Contrasting this reflection of days of yore was the fact that cars headed to the ranch as the sun rose and continued to stream in until an hour after the event began as “the roadways and clearings were clogged with the thousands of cars which sought to get as near the arena as possible” with some people walking a mile to get to the venue. The day began with a parade featuring stagecoaches, wild and trained horses and the cowboys and Indians.
Then the rodeo began and it was noted that participants came from such major events as those at Cheyenne, Wyoming; Pendleton, Oregon; and Calgary, where the famous Stampede takes place. Cash prizes amounted to $8,000, with amounts ranging from $10 to $500, while a separate stock horse show had prize money of $1500 given out. Results of the many events were published.
When it was all over, the Times concluded, it took forty motorcycle from the Los Angeles County Sheriff’s Department to assist with the dispersal of some 15,000 cars from the arena and surrounding area and, considering freeways were decades off, it must’ve been quite a traffic jam for those heading south towards Los Angeles.
Six months after the event, however, the Great Depression began and financial circumstances led Baker to sell the property to cowboy film star “Hoot” Gibson, who held rodeos and arranged for filming on the site. Actor friends like John Wayne, a newly minted actor then, Harry Carey, Tom Mix and William S. Hart, whose ranch was nearby, attended events there. Gibson, too, fell into hard times by 1933.
Paul Hill, the owner of a livestock company, took over and continued with rodeos under Gibson’s name, but flooding from the extraordinarily wet winter of 1938 flooded the adjacent Santa Clara River and heavily damaged the site. The next year, William Bonelli, a lawyer, Los Angeles city council member from 1927 to 1929, state Assembly member in the early Thirties, economics professor at Occidental College, and aircraft promoter, bought the property and the new stadium bore his name.

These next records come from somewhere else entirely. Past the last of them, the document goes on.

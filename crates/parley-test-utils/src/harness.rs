// SPDX-FileCopyrightText: 2026 Blufio Contributors
// SPDX-License-Identifier: MIT OR Apache-2.0

//! Test harness for end-to-end integration testing.
//!
//! `TestHarness` assembles a complete agent over a [`MockProvider`] and a
//! temp SQLite store. `chat()` drives one full turn and returns every frame
//! the client would have received.

use std::sync::Arc;

use parley_agent::{Agent, AgentSettings};
use parley_config::model::{StorageBackend, StorageConfig};
use parley_core::{AgentResponse, ChatRequest, KvStore, ParleyError, UserId};
use parley_skill::{Tool, ToolRegistry};
use tokio::sync::mpsc;

use crate::mock_provider::MockProvider;

/// Builder for creating test environments with configurable options.
pub struct TestHarnessBuilder {
    tools: Vec<Arc<dyn Tool>>,
    builtins: bool,
    settings: AgentSettings,
}

impl TestHarnessBuilder {
    fn new() -> Self {
        Self {
            tools: Vec::new(),
            builtins: false,
            settings: AgentSettings::default(),
        }
    }

    pub fn with_tool(mut self, tool: Arc<dyn Tool>) -> Self {
        self.tools.push(tool);
        self
    }

    /// Registers `dateTime` and `drawChart`.
    pub fn with_builtin_tools(mut self) -> Self {
        self.builtins = true;
        self
    }

    pub fn with_max_tool_iterations(mut self, max: usize) -> Self {
        self.settings.max_tool_iterations = max;
        self
    }

    pub fn without_web_search(mut self) -> Self {
        self.settings.web_search = false;
        self
    }

    /// Build the test harness, creating all required subsystems.
    pub async fn build(self) -> Result<TestHarness, ParleyError> {
        let temp_dir = tempfile::TempDir::new().map_err(ParleyError::storage)?;
        let storage_config = StorageConfig {
            backend: StorageBackend::Sqlite,
            database_path: temp_dir.path().join("test.db").to_string_lossy().into_owned(),
            wal_mode: true,
        };
        let kv = parley_storage::open_store(&storage_config).await?;

        let mut registry = ToolRegistry::new();
        if self.builtins {
            parley_skill::builtin::register_builtins(&mut registry);
        }
        for tool in self.tools {
            registry.register(tool);
        }

        let provider = Arc::new(MockProvider::new());
        let agent = Arc::new(Agent::new(
            provider.clone(),
            kv.clone(),
            Arc::new(registry),
            self.settings,
        )?);

        Ok(TestHarness {
            provider,
            kv,
            agent,
            _temp_dir: temp_dir,
        })
    }
}

/// A complete test environment with a mock provider and temp storage.
pub struct TestHarness {
    /// The scripted provider; queue rounds on it before calling `chat`.
    pub provider: Arc<MockProvider>,
    /// SQLite store (temp DB, cleaned up on drop).
    pub kv: Arc<dyn KvStore>,
    pub agent: Arc<Agent>,
    /// Temp directory kept alive for cleanup on drop.
    _temp_dir: tempfile::TempDir,
}

impl TestHarness {
    /// Create a new builder for configuring the test harness.
    pub fn builder() -> TestHarnessBuilder {
        TestHarnessBuilder::new()
    }

    /// Runs one turn with the default model and collects its frames.
    pub async fn chat(&self, user: &str, content: &str) -> Vec<AgentResponse> {
        self.chat_request(
            user,
            ChatRequest {
                model: None,
                content: content.to_string(),
            },
        )
        .await
    }

    pub async fn chat_request(&self, user: &str, request: ChatRequest) -> Vec<AgentResponse> {
        let (tx, mut rx) = mpsc::channel(64);
        let user = UserId::from(user);
        let collect = async move {
            let mut frames = Vec::new();
            while let Some(frame) = rx.recv().await {
                frames.push(frame);
            }
            frames
        };
        let (_, frames) = tokio::join!(self.agent.chat(&user, request, tx), collect);
        frames
    }
}

/// Contents of every `finalize` frame, in order.
pub fn finalized_texts(frames: &[AgentResponse]) -> Vec<String> {
    frames
        .iter()
        .filter_map(|frame| match frame {
            AgentResponse::Finalize { content, .. } => Some(content.clone()),
            _ => None,
        })
        .collect()
}
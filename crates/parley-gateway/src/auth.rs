// SPDX-FileCopyrightText: 2026 Blufio Contributors
// SPDX-License-Identifier: MIT OR Apache-2.0

//! Authentication middleware for the gateway.
//!
//! A bearer token (`Authorization: Bearer <token>`) maps to a user id from
//! `[[gateway.users]]`. When `allowed_users` is non-empty, resolved users
//! outside it are refused with 403. When no tokens are configured, every
//! request is rejected (fail-closed).

use std::collections::{HashMap, HashSet};
use std::net::SocketAddr;
use std::sync::Arc;

use axum::{
    extract::{ConnectInfo, Request, State},
    http::{HeaderMap, StatusCode},
    middleware::Next,
    response::Response,
};
use parley_config::model::GatewayConfig;
use parley_core::UserId;
use tracing::{debug, warn};

use crate::server::GatewayState;

/// The caller resolved by [`auth_middleware`], available to handlers as an extension.
#[derive(Debug, Clone, PartialEq, Eq)]
pub struct AuthUser(pub UserId);

/// Token table and allow-list.
#[derive(Clone)]
pub struct AuthConfig {
    tokens: Arc<HashMap<String, UserId>>,
    allowed_users: Arc<HashSet<String>>,
}

impl AuthConfig {
    pub fn from_config(config: &GatewayConfig) -> Self {
        Self {
            tokens: Arc::new(
                config
                    .users
                    .iter()
                    .map(|u| (u.token.clone(), UserId::from(u.user_id.as_str())))
                    .collect(),
            ),
            allowed_users: Arc::new(config.allowed_users.iter().cloned().collect()),
        }
    }

    /// Maps a bearer token to its user, applying the allow-list.
    pub fn resolve(&self, token: &str) -> Result<UserId, StatusCode> {
        let user = self.tokens.get(token).ok_or(StatusCode::UNAUTHORIZED)?;
        if !self.allowed_users.is_empty() && !self.allowed_users.contains(user.as_str()) {
            debug!(user_id = %user, "user not in allowed_users");
            return Err(StatusCode::FORBIDDEN);
        }
        Ok(user.clone())
    }
}

impl std::fmt::Debug for AuthConfig {
    fn fmt(&self, f: &mut std::fmt::Formatter<'_>) -> std::fmt::Result {
        f.debug_struct("AuthConfig")
            .field("tokens", &format!("[{} redacted]", self.tokens.len()))
            .field("allowed_users", &self.allowed_users)
            .finish()
    }
}

/// Client address: first `X-Forwarded-For` hop, else the peer address.
fn client_ip(headers: &HeaderMap, peer: Option<&ConnectInfo<SocketAddr>>) -> Option<String> {
    headers
        .get("x-forwarded-for")
        .and_then(|v| v.to_str().ok())
        .and_then(|v| v.split(',').next())
        .map(|v| v.trim().to_string())
        .filter(|v| !v.is_empty())
        .or_else(|| peer.map(|ConnectInfo(addr)| addr.ip().to_string()))
}

/// Middleware that resolves the bearer token to an [`AuthUser`].
pub async fn auth_middleware(
    State(state): State<GatewayState>,
    mut request: Request,
    next: Next,
) -> Result<Response, StatusCode> {
    if state.auth.tokens.is_empty() {
        tracing::error!("gateway has no users configured -- rejecting request");
        return Err(StatusCode::UNAUTHORIZED);
    }

    let token = request
        .headers()
        .get("authorization")
        .and_then(|v| v.to_str().ok())
        .and_then(|v| v.strip_prefix("Bearer "))
        .ok_or(StatusCode::UNAUTHORIZED)?;
    let user = state.auth.resolve(token)?;

    let ip = client_ip(
        request.headers(),
        request.extensions().get::<ConnectInfo<SocketAddr>>(),
    );
    if let Err(e) = state.sessions.touch(&user, ip).await {
        warn!(user_id = %user, error = %e, "failed to record session");
    }

    request.extensions_mut().insert(AuthUser(user));
    Ok(next.run(request).await)
}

Bonelli was a member of the State Board of Equalization and the former reformer as a council member in Los Angeles was indicted by the county grand jury on bribery charges in 1939, the year auto racing was introduced at the site, but he was acquitted the following year. He was also accused of garnering protection money and selling liquor licenses for thousands of dollars more than they were supposed to be, one of the board’s functions being to regulate these.
Rumors were rampant about Bonelli’s link to organized crime in the Angel City and in the early Fifties, there was televised testimony before a congressional commission concerning his supposed links to organized crime. He battled the Los Angeles Times over investigations of him and wrote a book attacking the paper and allegations he made of its corruption.
In 1955, Bonelli was arrested in Arizona and charged with violating California election law, but, after posting bail, he fled to Mexico, where he was arrested and held for four years, though that country decided not to extradite him and he was released. He remained in exile at Hermosillo in Sonora and died there in 1970.
In 1959, while he was south of the border, the Saugus Speedway was built on the old Baker Ranch and it operated until the mid-1990s. Today, eight of the Bonellis’ thirteen grandchildren own the site and runs the swap meet, established in the early 1960s.
This program is an early artifact concerning professional rodeos in greater Los Angeles and, while there is controversy about these events today, they are still being held locally in places like the City of Industry and San Dimas.